**Work to complete:** Your output should be the lines of the entries below, exactly, from the first one through the line that holds "the first failure".

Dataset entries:
────

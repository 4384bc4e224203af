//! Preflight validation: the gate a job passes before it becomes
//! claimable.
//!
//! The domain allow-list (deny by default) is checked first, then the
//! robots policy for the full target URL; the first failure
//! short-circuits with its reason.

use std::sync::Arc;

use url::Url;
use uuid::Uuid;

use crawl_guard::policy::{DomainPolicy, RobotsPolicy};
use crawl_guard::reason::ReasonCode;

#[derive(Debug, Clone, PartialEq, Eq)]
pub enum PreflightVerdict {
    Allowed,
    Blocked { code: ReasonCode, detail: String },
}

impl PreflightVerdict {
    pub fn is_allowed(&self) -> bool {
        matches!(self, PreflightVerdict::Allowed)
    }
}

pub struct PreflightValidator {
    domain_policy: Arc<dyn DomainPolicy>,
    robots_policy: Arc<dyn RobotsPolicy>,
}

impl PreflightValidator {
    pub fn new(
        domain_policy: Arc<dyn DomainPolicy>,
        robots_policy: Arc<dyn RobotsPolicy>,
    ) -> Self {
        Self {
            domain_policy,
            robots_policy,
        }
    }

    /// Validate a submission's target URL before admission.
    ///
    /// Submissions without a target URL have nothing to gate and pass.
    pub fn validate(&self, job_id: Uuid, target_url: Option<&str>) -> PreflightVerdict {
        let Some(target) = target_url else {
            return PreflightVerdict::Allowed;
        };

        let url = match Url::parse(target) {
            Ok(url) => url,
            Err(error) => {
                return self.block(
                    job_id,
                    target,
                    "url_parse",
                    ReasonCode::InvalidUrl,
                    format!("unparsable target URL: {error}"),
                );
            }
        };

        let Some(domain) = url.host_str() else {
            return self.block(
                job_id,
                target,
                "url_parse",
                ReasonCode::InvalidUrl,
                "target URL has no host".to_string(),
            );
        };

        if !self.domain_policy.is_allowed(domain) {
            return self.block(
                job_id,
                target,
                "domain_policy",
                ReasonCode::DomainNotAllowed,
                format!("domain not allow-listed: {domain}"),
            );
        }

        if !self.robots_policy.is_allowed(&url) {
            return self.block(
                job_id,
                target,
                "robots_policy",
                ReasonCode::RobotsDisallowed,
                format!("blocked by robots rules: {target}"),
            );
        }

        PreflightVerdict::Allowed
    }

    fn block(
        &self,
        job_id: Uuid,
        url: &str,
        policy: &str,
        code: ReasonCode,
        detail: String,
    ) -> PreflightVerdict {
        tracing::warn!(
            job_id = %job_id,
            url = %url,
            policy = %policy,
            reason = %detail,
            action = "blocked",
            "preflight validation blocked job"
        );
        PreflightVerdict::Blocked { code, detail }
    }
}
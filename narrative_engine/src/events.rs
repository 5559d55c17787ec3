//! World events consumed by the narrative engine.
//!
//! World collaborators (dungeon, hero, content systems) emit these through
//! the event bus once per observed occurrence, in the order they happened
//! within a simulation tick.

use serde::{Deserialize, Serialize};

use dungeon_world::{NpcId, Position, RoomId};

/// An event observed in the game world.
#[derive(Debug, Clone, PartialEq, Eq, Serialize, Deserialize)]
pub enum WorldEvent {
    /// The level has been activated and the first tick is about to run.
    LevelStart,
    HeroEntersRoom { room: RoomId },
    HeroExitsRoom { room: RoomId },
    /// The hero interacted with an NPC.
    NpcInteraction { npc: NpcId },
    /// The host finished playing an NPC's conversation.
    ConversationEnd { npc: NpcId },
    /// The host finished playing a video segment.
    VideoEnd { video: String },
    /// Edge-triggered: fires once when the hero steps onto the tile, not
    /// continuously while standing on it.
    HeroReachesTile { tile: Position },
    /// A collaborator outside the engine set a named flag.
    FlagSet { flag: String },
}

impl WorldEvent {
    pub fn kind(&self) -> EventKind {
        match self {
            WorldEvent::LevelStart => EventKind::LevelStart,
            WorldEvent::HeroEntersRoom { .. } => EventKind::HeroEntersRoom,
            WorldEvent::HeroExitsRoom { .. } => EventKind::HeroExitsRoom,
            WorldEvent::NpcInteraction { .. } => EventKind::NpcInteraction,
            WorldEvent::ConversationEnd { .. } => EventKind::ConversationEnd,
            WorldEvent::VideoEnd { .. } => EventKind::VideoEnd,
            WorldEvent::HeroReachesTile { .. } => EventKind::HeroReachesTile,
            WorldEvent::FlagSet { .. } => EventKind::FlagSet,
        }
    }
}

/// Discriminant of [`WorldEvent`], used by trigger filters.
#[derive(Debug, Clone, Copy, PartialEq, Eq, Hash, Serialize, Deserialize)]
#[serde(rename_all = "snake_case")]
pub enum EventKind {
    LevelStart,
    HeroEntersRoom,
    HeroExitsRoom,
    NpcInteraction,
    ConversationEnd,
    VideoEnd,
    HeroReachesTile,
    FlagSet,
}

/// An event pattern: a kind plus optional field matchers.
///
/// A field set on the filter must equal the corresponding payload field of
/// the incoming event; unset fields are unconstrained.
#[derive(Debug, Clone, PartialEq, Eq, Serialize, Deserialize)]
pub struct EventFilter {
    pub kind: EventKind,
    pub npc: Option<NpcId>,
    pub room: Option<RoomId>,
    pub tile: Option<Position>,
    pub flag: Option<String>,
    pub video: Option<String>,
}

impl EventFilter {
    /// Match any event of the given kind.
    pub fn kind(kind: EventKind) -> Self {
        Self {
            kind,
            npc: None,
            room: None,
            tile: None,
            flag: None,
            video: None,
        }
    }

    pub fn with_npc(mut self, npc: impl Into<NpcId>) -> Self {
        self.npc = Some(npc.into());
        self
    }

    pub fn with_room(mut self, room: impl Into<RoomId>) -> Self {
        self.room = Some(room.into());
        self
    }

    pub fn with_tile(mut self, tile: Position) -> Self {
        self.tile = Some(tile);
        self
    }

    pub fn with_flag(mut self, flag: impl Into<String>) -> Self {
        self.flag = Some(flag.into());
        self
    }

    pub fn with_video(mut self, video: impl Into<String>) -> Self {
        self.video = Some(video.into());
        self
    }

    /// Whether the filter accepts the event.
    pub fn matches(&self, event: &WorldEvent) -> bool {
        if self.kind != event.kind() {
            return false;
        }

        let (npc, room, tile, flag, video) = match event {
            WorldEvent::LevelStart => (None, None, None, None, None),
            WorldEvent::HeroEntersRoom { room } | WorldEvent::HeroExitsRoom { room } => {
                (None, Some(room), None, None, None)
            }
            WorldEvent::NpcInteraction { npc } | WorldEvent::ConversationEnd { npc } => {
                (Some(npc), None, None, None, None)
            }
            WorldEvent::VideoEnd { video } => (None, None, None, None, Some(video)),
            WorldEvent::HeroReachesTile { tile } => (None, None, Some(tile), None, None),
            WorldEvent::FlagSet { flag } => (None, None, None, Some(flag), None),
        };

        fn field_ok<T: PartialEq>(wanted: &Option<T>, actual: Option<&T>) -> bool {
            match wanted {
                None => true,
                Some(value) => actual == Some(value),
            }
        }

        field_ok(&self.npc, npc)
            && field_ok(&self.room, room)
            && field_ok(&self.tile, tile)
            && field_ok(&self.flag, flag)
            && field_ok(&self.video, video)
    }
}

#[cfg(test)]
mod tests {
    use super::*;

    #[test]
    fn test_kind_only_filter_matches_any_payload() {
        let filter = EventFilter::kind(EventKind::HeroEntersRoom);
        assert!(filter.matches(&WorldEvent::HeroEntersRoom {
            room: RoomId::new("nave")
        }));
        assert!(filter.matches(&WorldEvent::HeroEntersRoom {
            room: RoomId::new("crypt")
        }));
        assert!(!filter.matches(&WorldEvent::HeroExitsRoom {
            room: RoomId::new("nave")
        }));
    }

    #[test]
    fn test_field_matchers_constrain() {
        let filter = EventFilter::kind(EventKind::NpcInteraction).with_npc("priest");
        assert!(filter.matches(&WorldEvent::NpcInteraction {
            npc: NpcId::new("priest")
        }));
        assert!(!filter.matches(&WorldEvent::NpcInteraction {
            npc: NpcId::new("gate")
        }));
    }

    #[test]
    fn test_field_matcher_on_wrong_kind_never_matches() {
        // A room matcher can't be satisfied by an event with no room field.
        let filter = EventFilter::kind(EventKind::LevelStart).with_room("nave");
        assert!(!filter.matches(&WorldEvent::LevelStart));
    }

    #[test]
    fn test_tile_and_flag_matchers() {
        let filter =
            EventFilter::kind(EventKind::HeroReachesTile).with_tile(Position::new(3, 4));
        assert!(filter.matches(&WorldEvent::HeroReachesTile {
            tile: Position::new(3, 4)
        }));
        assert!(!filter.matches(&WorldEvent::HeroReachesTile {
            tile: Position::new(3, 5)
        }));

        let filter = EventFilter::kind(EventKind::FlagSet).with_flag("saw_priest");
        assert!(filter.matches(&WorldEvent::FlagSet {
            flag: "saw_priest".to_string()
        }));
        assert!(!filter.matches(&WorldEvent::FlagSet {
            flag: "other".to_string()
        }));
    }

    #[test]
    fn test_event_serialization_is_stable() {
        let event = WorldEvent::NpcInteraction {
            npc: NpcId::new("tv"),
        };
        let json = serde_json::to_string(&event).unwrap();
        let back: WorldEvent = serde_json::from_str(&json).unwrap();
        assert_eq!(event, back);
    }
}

────

**Solution for this exercise:**
repository 4384bc4e224203af
//! Preflight validation: the gate a job passes before it becomes
//! claimable.
//!
//! The domain allow-list (deny by default) is checked first, then the
//! robots policy for the full target URL; the first failure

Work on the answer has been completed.